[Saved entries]
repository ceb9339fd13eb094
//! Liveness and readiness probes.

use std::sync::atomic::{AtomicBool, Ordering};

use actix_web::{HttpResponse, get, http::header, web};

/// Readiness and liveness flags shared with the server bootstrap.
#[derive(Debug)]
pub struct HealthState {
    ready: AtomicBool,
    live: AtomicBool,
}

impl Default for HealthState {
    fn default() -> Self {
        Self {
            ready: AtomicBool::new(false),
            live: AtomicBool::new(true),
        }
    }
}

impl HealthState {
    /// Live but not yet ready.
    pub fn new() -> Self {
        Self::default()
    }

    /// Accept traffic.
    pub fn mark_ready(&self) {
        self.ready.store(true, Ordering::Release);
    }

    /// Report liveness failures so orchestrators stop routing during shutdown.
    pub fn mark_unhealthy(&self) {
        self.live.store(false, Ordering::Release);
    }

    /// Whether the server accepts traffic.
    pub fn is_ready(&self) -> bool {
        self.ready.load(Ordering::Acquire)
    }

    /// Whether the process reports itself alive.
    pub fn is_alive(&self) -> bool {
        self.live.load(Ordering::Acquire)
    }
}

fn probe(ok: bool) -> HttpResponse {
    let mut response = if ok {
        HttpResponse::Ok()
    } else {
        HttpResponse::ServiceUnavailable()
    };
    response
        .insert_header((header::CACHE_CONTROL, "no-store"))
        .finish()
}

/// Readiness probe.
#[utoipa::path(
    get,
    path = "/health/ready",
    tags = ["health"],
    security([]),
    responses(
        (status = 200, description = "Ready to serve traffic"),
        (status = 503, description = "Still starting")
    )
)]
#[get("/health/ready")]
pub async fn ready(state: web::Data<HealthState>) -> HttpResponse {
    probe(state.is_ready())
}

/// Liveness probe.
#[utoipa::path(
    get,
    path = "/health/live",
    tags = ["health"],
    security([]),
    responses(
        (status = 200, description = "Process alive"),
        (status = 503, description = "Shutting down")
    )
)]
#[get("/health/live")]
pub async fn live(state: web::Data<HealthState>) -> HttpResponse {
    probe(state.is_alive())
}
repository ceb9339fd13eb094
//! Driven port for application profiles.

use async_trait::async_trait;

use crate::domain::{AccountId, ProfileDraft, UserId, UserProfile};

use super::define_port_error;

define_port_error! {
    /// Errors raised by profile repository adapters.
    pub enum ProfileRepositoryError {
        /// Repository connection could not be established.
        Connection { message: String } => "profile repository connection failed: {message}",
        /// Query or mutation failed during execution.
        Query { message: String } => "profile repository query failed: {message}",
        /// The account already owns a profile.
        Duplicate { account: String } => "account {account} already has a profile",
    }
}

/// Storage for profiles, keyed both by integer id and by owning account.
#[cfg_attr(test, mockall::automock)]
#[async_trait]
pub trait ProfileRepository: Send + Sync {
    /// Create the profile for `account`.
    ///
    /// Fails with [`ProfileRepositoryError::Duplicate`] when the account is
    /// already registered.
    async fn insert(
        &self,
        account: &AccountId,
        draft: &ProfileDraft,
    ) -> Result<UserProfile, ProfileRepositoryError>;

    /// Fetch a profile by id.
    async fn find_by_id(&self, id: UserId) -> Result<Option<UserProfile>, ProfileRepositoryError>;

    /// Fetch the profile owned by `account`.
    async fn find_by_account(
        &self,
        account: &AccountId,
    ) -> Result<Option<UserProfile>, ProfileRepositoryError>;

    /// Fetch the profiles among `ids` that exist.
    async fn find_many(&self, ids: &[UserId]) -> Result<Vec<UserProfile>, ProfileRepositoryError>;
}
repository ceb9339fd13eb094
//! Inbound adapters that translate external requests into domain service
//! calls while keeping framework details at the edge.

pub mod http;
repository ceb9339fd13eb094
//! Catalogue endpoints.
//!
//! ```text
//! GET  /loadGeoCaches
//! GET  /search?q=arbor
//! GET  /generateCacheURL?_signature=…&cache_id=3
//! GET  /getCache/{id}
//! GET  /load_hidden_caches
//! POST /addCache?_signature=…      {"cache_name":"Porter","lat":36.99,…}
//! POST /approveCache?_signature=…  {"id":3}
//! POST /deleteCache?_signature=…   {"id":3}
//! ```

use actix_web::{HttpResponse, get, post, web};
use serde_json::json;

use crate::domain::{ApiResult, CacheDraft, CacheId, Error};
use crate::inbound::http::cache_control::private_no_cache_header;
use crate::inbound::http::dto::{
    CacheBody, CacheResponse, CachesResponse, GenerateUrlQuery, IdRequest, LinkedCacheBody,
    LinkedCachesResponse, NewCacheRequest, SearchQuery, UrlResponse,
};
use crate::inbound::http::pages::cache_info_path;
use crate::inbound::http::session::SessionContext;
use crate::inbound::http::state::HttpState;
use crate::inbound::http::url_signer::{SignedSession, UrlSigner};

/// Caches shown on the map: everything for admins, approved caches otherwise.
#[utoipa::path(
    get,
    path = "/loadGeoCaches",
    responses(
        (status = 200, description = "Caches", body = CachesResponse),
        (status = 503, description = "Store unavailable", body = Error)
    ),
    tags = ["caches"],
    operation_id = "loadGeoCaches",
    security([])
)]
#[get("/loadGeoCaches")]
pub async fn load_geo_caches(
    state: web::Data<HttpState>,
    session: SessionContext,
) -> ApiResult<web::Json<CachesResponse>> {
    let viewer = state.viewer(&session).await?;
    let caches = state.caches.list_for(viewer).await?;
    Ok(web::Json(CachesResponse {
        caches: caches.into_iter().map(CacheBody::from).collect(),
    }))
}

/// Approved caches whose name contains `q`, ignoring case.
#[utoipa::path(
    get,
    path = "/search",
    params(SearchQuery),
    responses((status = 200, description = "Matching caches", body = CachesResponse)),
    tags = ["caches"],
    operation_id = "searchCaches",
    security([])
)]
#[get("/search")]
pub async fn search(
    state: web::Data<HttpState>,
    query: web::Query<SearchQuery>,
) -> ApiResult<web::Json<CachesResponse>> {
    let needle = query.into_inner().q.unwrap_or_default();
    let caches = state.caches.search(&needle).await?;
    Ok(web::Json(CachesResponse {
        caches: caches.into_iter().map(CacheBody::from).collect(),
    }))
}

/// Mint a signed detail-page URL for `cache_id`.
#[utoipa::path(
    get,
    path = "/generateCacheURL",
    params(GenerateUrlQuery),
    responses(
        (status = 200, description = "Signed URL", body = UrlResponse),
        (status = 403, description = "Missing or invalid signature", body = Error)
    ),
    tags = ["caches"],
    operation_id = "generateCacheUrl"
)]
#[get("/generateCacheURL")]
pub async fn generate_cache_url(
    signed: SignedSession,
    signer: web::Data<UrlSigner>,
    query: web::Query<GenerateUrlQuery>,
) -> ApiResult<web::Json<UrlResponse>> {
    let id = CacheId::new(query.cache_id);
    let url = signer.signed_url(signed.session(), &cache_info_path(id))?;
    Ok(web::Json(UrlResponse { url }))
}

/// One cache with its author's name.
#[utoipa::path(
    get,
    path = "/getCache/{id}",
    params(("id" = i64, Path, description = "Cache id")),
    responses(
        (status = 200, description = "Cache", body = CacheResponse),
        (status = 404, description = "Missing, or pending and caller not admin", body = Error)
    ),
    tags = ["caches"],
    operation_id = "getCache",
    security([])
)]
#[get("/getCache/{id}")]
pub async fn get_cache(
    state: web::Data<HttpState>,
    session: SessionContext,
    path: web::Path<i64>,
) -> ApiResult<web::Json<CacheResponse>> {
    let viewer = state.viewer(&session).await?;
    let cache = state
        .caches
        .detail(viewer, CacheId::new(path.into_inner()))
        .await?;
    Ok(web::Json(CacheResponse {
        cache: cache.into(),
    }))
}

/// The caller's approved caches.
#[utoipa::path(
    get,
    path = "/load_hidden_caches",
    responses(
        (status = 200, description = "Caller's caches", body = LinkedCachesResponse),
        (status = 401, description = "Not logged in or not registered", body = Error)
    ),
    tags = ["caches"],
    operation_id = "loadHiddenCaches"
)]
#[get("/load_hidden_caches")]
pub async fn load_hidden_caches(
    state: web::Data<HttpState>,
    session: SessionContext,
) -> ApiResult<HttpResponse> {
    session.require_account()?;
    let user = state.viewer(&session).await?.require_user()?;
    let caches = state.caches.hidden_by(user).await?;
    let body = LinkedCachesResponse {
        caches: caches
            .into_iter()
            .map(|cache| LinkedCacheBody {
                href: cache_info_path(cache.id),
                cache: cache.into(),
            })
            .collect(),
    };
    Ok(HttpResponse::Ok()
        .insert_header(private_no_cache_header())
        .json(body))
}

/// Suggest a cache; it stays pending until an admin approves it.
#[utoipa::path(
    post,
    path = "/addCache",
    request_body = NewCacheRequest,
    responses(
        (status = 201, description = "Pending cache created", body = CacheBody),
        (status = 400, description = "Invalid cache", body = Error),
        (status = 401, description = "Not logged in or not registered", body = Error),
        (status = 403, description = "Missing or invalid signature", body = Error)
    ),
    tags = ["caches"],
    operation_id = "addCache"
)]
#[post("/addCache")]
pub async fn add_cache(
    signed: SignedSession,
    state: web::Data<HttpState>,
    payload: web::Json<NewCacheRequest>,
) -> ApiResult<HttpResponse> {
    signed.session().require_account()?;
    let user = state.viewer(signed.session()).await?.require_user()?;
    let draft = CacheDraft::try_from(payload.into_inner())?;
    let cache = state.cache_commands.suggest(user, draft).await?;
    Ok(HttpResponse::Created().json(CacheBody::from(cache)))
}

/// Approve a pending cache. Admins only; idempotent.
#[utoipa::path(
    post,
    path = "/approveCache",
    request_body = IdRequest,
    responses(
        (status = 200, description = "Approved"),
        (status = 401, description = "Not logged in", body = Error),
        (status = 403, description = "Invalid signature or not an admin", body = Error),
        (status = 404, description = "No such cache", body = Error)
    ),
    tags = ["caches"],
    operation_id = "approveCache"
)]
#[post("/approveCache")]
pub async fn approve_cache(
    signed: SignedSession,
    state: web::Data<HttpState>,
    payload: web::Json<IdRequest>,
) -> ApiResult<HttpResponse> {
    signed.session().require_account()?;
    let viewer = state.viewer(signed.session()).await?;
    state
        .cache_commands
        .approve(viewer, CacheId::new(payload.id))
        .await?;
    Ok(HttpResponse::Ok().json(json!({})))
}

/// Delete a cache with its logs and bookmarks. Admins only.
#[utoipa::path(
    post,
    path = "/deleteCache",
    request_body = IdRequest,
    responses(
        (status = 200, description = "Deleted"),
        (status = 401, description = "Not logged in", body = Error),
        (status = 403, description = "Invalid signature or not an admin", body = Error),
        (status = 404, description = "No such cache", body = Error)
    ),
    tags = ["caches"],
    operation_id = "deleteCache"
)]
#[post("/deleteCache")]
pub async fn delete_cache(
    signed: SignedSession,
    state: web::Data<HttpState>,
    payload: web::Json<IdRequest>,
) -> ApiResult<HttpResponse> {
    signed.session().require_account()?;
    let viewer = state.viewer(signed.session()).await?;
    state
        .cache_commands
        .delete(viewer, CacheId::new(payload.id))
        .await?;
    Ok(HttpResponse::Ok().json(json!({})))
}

* [Exercise description] Within the records above, each line containing "getCache" is to be returned.

* [Answer area]
//! GET  /getCache/{id}
    path = "/getCache/{id}",
    operation_id = "getCache",
#[get("/getCache/{id}")]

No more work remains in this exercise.